Why Does My Credit Score Go Down When I Check It?
Why does your credit score seem to drop when you check it? Understand the nuances of credit inquiries and how they truly affect your financial health.
Why does your credit score seem to drop when you check it? Understand the nuances of credit inquiries and how they truly affect your financial health.
Many individuals wonder if merely checking their credit score could cause it to drop. This concern is understandable, as the financial landscape often presents complex information. However, the common belief that any check on your credit history will negatively impact your score is generally a misconception.
The reality is that whether your score changes depends entirely on the specific type of credit review being performed. Not all inquiries into your financial standing carry the same weight or produce the same outcomes. Understanding the distinctions between these different types of checks is important for managing your financial health effectively.
A credit inquiry represents a formal request for information from your credit report, which details your borrowing and repayment history. These requests are made by entities that need to assess your financial reliability. The three major credit bureaus—Equifax, Experian, and TransUnion—maintain these comprehensive reports.
Credit inquiries are broadly categorized into two main types: soft inquiries and hard inquiries. The difference between these two categories lies in their purpose and impact on your credit score. One type is primarily for informational purposes, while the other signals an intent to take on new debt.
A soft inquiry occurs when a person or company reviews your credit report without you formally applying for new credit. These types of inquiries are generally for informational or pre-screening purposes. Because they are not associated with a new credit application, soft inquiries do not affect your credit score.
When you check your own credit score through a credit monitoring service or directly from one of the credit bureaus, this is a soft inquiry. Pre-approved credit card offers, insurance companies checking your credit for a quote, and employer background checks are also soft inquiries.
A hard inquiry occurs when a lender checks your credit report because you have applied for new credit. This type of inquiry signals to credit scoring models that you are actively seeking to take on additional debt. Because taking on new debt can increase your financial risk, a hard inquiry often results in a slight, temporary decrease in your credit score.
Common examples of hard inquiries include applying for a new credit card, a mortgage, an auto loan, or a personal loan. The impact on your score is usually minor, often a drop of 5 to 10 points. Hard inquiries remain on your credit report for approximately two years, though their impact on your score generally diminishes after a few months. Multiple hard inquiries within a short period, especially for different types of credit, can be viewed as a higher risk and may lead to a more significant cumulative score reduction.
You can regularly monitor your credit score and review your credit report without negatively impacting your financial standing. Various resources are available to help you stay informed about your credit health through soft inquiries. Utilizing these resources allows you to track changes and identify any inaccuracies without penalty.

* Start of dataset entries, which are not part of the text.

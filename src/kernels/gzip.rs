//! Gzip engine backed by `flate2`'s push-style (`write`) encoder and decoder.

use std::io;

use flate2::write::{GzDecoder, GzEncoder};
use flate2::Compression;

use crate::kernels::engine::{
    CodecWriter, CompressionEngine, CompressionTransformer, Direction, EngineHandle, WriterSession,
};

/// Default gzip compression level.
pub const DEFAULT_LEVEL: u32 = 6;

impl CodecWriter for GzEncoder<Vec<u8>> {
    fn produced(&mut self) -> &mut Vec<u8> {
        self.get_mut()
    }

    fn finish_stream(self: Box<Self>) -> io::Result<Vec<u8>> {
        (*self).finish()
    }
}

impl CodecWriter for GzDecoder<Vec<u8>> {
    fn produced(&mut self) -> &mut Vec<u8> {
        self.get_mut()
    }

    /// Fails if the CRC trailer does not match.
    fn finish_stream(self: Box<Self>) -> io::Result<Vec<u8>> {
        (*self).finish()
    }
}

pub struct GzipEngine {
    direction: Direction,
    level: u32,
    session: Option<WriterSession>,
}

impl GzipEngine {
    pub fn compress(level: u32) -> Self {
        Self {
            direction: Direction::Compress,
            level,
            session: None,
        }
    }

    pub fn decompress() -> Self {
        Self {
            direction: Direction::Decompress,
            level: DEFAULT_LEVEL,
            session: None,
        }
    }

    pub fn direction(&self) -> Direction {
        self.direction
    }
}

impl CompressionEngine for GzipEngine {
    fn name(&self) -> &'static str {
        match self.direction {
            Direction::Compress => "Deflate",
            Direction::Decompress => "Inflate",
        }
    }

    fn start(&mut self, handle: EngineHandle) {
        let codec: Box<dyn CodecWriter> = match self.direction {
            Direction::Compress => Box::new(GzEncoder::new(Vec::new(), Compression::new(self.level))),
            Direction::Decompress => Box::new(GzDecoder::new(Vec::new())),
        };
        self.session = Some(WriterSession::open(handle, Ok(codec), self.direction));
    }

    fn push(&mut self, chunk: &[u8], is_final: bool) {
        if let Some(session) = self.session.as_mut() {
            session.push(chunk, is_final);
        }
    }
}

/// A gzip-compressing transformer.
pub fn gzip_encoder(level: u32) -> CompressionTransformer<GzipEngine> {
    CompressionTransformer::new(GzipEngine::compress(level))
}

/// A gzip-decompressing transformer.
pub fn gzip_decoder() -> CompressionTransformer<GzipEngine> {
    CompressionTransformer::new(GzipEngine::decompress())
}
//! Logging hooks for the streaming pipeline.
//!
//! Library code only talks to the `log` facade. Applications that want to see
//! what the adapters and engines are doing call [`enable_verbose_logging`] once,
//! which installs an `env_logger` backend.

use std::fs::OpenOptions;
use std::path::Path;
use std::sync::Once;

use log::LevelFilter;

use crate::error::TransformError;

/// Logs a structured key-value metric line at debug level.
///
/// # Example
/// ```ignore
/// log_metric!("event" = "upstream_eof", "bytes_in" = total);
/// ```
macro_rules! log_metric {
    ($($key:literal = $value:expr),+ $(,)?) => {
        if log::log_enabled!(log::Level::Debug) {
            let mut parts = Vec::new();
            $(
                parts.push(format!("\"{}\": \"{}\"", $key, $value));
            )+
            log::debug!("TAMBAK_STREAM_METRIC: {{ {} }}", parts.join(", "));
        }
    };
}

static INIT_LOGGER: Once = Once::new();

/// Installs a process-wide `env_logger` at `level`, optionally appending to
/// `log_file` instead of stderr. Only the first call has any effect.
///
/// # Errors
/// Returns `TransformError::Io` if `log_file` cannot be opened for appending.
pub fn enable_verbose_logging(
    level: LevelFilter,
    log_file: Option<&Path>,
) -> Result<(), TransformError> {
    let file = match log_file {
        Some(path) => Some(OpenOptions::new().append(true).create(true).open(path)?),
        None => None,
    };

    INIT_LOGGER.call_once(|| {
        let mut builder = env_logger::Builder::new();

        builder.is_test(false);
        builder.filter_level(level);

        // Custom formatter: just print the level and message
        builder.format(|buf, record| {
            use std::io::Write;
            writeln!(buf, "[{}] {}", record.level(), record.args())?;
            buf.flush()?;
            Ok(())
        });

        if let Some(file) = file {
            builder.target(env_logger::Target::Pipe(Box::new(file)));
        }

        let _ = builder.try_init();
    });
    Ok(())
}
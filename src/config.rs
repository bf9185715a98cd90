// In: src/config.rs

//! The single source of truth for pipeline configuration.
//!
//! A `PipelineConfig` describes the upstream read size and the ordered list of
//! stages to apply. It is usually loaded from JSON at the application boundary:
//!
//! ```json
//! {
//!   "chunk_size": 65536,
//!   "stages": [
//!     { "op": "gzip_decode" },
//!     { "op": "base64_encode" }
//!   ]
//! }
//! ```

use serde::{Deserialize, Serialize};

use crate::error::TransformError;
use crate::kernels;
use crate::pipeline::{Chain, Pipeline, DEFAULT_CHUNK_SIZE};
use crate::traits::Source;

//==================================================================================
// I. Stage Descriptions
//==================================================================================

/// One stage of a pipeline.
#[derive(Serialize, Deserialize, Debug, Clone, Copy, PartialEq, Eq)]
#[serde(tag = "op", content = "params", rename_all = "snake_case")]
pub enum StageSpec {
    Base64Encode,
    Base64Decode,
    GzipEncode {
        #[serde(default = "default_gzip_level")]
        level: u32,
    },
    GzipDecode,
    ZstdEncode {
        #[serde(default = "default_zstd_level")]
        level: i32,
    },
    ZstdDecode,
}

//==================================================================================
// II. The Unified PipelineConfig
//==================================================================================

#[derive(Serialize, Deserialize, Debug, Clone, PartialEq, Eq)]
#[serde(rename_all = "snake_case")]
pub struct PipelineConfig {
    /// Size of each upstream read, in bytes.
    #[serde(default = "default_chunk_size")]
    pub chunk_size: usize,

    /// Stages applied in order. An empty list passes bytes through unchanged.
    #[serde(default)]
    pub stages: Vec<StageSpec>,
}

impl Default for PipelineConfig {
    fn default() -> Self {
        Self {
            chunk_size: default_chunk_size(),
            stages: Vec::new(),
        }
    }
}

impl PipelineConfig {
    /// Parses and validates a JSON config.
    pub fn from_json(json: &str) -> Result<Self, TransformError> {
        let config: PipelineConfig = serde_json::from_str(json)?;
        config.validate()?;
        Ok(config)
    }

    pub fn to_json(&self) -> Result<String, TransformError> {
        Ok(serde_json::to_string(self)?)
    }

    pub fn validate(&self) -> Result<(), TransformError> {
        if self.chunk_size == 0 {
            return Err(TransformError::Config("chunk_size must be greater than zero".to_string()));
        }
        for (i, stage) in self.stages.iter().enumerate() {
            match *stage {
                StageSpec::GzipEncode { level } if level > 9 => {
                    return Err(TransformError::Config(format!(
                        "stage {}: gzip level {} is outside 0..=9",
                        i, level
                    )));
                }
                StageSpec::ZstdEncode { level } if !zstd::compression_level_range().contains(&level) => {
                    return Err(TransformError::Config(format!(
                        "stage {}: zstd level {} is outside {:?}",
                        i,
                        level,
                        zstd::compression_level_range()
                    )));
                }
                _ => {}
            }
        }
        Ok(())
    }

    /// Builds fresh transformers for every stage.
    pub fn build_chain(&self) -> Chain {
        Chain::new(self.stages.iter().map(kernels::build_stage).collect())
    }

    /// Validates the config and attaches a freshly built chain to `source`.
    pub fn open<S: Source>(&self, source: S) -> Result<Pipeline<S>, TransformError> {
        self.validate()?;
        log::debug!(
            "opening pipeline with {} stage(s), chunk_size={}",
            self.stages.len(),
            self.chunk_size
        );
        Ok(Pipeline::with_chunk_size(source, self.build_chain(), self.chunk_size))
    }
}

/// Provides a sensible default for `chunk_size` for serde.
fn default_chunk_size() -> usize {
    DEFAULT_CHUNK_SIZE
}

fn default_gzip_level() -> u32 {
    kernels::gzip::DEFAULT_LEVEL
}

fn default_zstd_level() -> i32 {
    kernels::zstd::DEFAULT_LEVEL
}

Many credit card companies and financial institutions offer free access to your credit score. Several reputable credit monitoring services also provide free access to your score, often updated monthly. The Fair Credit Reporting Act (FCRA) entitles you to a free copy of your credit report from each of the three major credit bureaus once every 12 months. You can access these reports through AnnualCreditReport.com, which is the only federally authorized website for this purpose.